▸ **PROBLEM DETAILS**
Your answer should be the exact lines of the data below from the one containing "filename src/sim/cpu.rs" through the one containing "let target = if"; please include nothing else.

[Collected data entries]

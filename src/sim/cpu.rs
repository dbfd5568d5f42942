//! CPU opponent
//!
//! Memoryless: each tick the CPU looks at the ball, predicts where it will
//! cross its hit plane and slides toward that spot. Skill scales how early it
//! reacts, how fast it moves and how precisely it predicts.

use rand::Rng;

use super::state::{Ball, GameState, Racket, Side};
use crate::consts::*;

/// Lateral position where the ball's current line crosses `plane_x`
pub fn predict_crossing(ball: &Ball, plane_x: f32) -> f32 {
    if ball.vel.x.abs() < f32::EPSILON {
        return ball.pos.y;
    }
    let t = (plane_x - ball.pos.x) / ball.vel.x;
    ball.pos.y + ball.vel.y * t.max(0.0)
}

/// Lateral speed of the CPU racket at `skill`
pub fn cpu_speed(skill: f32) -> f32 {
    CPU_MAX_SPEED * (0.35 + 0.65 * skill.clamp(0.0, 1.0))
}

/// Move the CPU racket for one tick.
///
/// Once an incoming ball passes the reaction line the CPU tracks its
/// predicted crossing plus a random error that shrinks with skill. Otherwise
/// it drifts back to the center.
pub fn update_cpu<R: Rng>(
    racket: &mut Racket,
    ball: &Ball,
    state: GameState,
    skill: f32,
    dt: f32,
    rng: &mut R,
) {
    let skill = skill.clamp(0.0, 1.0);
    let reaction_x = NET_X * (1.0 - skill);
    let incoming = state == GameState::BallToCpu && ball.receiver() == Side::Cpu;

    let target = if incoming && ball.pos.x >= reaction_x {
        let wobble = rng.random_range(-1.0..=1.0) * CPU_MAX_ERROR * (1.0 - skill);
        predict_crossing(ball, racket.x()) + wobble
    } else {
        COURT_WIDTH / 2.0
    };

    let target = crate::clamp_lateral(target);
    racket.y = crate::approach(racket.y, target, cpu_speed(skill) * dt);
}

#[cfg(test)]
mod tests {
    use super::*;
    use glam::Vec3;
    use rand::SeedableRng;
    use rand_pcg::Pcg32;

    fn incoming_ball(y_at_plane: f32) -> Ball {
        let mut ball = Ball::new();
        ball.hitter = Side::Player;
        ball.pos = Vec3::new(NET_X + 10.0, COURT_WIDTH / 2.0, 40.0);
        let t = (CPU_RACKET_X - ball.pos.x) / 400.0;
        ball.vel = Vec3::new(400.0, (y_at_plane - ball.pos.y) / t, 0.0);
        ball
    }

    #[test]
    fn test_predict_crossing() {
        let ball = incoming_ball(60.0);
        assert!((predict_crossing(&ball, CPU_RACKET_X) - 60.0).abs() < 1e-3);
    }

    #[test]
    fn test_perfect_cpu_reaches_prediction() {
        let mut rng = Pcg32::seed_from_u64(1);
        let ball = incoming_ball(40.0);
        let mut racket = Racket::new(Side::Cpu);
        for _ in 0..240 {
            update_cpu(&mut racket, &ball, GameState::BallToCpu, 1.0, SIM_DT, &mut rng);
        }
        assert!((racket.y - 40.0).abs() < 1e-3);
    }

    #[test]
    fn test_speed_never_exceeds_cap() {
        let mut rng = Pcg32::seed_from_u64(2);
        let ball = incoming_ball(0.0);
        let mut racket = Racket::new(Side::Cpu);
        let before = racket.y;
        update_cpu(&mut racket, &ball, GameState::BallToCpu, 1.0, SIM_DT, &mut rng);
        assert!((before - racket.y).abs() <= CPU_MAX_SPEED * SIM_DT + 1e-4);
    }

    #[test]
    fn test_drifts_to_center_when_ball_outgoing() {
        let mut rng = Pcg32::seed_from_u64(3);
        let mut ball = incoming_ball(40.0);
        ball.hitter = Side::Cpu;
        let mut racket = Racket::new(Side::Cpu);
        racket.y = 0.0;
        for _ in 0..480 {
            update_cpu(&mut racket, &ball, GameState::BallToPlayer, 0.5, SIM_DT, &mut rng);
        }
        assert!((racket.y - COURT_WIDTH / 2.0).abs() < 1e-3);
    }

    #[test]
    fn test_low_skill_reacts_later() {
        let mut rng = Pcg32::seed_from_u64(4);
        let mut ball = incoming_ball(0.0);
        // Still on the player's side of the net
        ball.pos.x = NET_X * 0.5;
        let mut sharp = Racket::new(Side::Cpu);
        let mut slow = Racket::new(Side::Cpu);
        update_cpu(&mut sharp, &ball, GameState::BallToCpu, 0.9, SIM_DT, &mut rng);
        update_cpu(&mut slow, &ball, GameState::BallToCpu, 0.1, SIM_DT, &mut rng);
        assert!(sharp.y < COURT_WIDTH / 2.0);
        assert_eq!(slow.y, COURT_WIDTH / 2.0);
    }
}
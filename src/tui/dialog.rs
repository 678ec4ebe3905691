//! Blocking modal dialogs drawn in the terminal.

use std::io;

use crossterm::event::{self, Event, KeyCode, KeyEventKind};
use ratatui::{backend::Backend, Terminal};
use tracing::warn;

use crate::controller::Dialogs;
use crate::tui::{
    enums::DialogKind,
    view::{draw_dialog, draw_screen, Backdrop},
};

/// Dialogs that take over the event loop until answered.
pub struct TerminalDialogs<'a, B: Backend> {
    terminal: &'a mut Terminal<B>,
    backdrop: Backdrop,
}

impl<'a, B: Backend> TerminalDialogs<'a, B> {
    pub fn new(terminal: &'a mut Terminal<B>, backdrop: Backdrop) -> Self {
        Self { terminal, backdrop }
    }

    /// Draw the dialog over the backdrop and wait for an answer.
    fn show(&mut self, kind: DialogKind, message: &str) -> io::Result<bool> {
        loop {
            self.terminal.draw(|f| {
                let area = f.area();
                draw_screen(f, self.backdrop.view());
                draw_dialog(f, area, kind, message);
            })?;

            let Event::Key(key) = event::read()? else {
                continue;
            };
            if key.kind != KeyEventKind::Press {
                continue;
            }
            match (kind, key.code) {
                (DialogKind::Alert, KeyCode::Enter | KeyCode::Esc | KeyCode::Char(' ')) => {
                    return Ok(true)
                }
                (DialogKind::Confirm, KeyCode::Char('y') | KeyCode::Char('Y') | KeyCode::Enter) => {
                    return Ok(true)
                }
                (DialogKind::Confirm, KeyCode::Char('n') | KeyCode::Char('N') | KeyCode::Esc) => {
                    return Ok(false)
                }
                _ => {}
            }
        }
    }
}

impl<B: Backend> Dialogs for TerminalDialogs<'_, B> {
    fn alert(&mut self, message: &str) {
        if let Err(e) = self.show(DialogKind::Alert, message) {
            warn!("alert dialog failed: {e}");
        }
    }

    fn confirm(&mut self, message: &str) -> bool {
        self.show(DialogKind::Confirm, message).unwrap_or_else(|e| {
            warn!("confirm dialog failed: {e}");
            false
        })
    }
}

---

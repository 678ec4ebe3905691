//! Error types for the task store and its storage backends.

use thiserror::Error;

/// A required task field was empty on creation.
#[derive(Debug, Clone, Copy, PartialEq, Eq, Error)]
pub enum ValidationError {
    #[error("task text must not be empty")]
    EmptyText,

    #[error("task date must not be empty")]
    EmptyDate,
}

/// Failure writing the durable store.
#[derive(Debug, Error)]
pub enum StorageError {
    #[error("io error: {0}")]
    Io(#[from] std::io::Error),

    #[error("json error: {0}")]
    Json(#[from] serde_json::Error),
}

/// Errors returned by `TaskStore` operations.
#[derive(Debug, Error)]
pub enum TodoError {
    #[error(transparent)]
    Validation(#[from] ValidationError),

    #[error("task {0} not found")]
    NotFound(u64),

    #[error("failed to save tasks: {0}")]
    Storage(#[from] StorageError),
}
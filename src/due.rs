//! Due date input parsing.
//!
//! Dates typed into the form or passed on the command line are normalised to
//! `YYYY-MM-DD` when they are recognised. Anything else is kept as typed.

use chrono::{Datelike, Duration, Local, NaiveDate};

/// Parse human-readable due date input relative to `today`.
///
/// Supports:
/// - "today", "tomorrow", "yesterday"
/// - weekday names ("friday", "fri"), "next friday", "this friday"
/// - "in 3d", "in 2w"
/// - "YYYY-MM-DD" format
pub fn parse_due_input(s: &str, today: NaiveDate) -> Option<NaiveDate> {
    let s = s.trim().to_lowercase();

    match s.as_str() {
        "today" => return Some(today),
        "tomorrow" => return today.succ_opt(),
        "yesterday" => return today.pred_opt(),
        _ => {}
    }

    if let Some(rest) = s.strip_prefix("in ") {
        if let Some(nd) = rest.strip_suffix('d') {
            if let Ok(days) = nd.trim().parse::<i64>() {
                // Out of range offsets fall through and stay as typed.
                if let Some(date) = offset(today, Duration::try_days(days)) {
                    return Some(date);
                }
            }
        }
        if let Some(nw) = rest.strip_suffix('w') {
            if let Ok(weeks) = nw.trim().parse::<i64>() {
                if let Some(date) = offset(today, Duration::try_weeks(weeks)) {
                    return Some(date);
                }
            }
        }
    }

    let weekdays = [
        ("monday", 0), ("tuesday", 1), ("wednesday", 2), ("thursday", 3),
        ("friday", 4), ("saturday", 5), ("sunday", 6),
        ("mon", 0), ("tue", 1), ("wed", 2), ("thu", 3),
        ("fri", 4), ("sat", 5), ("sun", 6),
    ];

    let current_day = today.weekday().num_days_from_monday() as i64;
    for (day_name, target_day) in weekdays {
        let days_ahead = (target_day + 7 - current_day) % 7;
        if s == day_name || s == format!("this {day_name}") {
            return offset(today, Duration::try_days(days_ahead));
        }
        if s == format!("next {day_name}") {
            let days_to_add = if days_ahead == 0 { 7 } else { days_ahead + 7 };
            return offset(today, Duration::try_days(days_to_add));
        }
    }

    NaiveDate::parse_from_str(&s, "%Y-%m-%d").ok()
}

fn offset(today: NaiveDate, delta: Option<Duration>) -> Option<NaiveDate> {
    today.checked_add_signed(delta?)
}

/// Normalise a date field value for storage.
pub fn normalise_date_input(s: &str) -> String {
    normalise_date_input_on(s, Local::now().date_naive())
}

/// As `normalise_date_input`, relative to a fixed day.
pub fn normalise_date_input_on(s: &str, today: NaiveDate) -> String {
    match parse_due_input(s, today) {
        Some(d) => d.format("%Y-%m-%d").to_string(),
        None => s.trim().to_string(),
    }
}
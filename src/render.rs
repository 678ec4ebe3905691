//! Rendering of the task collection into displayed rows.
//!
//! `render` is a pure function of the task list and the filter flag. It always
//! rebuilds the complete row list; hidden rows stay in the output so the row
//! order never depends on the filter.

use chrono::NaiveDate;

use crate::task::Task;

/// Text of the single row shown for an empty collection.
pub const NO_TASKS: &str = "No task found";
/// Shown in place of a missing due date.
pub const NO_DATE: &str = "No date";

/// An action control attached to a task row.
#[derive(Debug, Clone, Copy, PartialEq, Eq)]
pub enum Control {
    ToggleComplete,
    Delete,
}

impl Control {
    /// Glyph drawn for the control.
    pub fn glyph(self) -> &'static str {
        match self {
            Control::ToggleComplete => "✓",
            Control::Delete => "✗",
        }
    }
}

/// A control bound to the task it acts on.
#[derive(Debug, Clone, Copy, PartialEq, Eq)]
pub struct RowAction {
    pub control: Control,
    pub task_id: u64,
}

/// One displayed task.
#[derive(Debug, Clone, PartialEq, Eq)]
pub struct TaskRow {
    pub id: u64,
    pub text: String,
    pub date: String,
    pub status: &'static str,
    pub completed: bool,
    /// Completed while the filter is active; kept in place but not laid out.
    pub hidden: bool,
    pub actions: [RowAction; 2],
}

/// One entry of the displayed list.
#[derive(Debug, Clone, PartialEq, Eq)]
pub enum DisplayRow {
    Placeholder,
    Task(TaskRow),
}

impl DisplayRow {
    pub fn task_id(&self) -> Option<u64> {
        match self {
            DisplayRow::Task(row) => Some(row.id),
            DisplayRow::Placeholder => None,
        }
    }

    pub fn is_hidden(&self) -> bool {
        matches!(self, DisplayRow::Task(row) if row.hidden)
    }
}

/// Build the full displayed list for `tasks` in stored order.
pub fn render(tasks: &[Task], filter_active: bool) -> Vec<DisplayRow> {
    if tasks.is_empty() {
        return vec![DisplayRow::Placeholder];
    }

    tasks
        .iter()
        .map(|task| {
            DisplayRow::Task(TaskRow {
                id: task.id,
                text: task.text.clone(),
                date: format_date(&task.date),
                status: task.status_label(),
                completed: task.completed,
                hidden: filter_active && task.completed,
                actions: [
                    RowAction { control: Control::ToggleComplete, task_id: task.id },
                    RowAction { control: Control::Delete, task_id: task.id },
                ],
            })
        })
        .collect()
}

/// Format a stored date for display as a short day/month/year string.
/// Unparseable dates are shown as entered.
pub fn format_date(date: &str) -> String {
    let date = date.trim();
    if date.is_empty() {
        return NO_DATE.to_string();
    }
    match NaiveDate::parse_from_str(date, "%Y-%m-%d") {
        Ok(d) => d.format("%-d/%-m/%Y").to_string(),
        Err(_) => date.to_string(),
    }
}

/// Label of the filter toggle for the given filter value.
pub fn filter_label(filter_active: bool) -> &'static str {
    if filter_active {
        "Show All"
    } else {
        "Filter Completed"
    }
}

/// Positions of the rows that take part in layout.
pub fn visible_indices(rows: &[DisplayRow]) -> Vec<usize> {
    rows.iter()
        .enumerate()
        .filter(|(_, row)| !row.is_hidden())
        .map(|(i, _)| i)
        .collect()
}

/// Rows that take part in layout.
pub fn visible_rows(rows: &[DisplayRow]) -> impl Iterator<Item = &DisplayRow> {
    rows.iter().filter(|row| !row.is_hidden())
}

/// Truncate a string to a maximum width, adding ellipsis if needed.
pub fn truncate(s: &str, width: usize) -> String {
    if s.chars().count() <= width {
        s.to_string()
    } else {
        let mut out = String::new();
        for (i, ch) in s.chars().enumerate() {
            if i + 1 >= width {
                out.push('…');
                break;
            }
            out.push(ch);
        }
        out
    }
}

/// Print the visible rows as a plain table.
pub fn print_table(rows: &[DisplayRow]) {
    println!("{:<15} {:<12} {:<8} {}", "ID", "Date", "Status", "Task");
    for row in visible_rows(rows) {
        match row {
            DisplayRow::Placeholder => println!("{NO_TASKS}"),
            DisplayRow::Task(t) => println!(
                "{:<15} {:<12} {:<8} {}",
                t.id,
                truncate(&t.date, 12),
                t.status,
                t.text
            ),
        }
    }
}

▸ **ANSWER FOR THE TASK**
filename src/sim/cpu.rs
repository dbfd5568d5f42942
//! CPU opponent
//!
//! Memoryless: each tick the CPU looks at the ball, predicts where it will
//! cross its hit plane and slides toward that spot. Skill scales how early it
//! reacts, how fast it moves and how precisely it predicts.

use rand::Rng;

use super::state::{Ball, GameState, Racket, Side};
use crate::consts::*;

/// Lateral position where the ball's current line crosses `plane_x`
pub fn predict_crossing(ball: &Ball, plane_x: f32) -> f32 {
    if ball.vel.x.abs() < f32::EPSILON {
        return ball.pos.y;
    }
    let t = (plane_x - ball.pos.x) / ball.vel.x;
    ball.pos.y + ball.vel.y * t.max(0.0)
}

/// Lateral speed of the CPU racket at `skill`
pub fn cpu_speed(skill: f32) -> f32 {
    CPU_MAX_SPEED * (0.35 + 0.65 * skill.clamp(0.0, 1.0))
}

/// Move the CPU racket for one tick.
///
/// Once an incoming ball passes the reaction line the CPU tracks its
/// predicted crossing plus a random error that shrinks with skill. Otherwise
/// it drifts back to the center.
pub fn update_cpu<R: Rng>(
    racket: &mut Racket,
    ball: &Ball,
    state: GameState,
    skill: f32,
    dt: f32,
    rng: &mut R,
) {
    let skill = skill.clamp(0.0, 1.0);
    let reaction_x = NET_X * (1.0 - skill);
    let incoming = state == GameState::BallToCpu && ball.receiver() == Side::Cpu;

    let target = if incoming && ball.pos.x >= reaction_x {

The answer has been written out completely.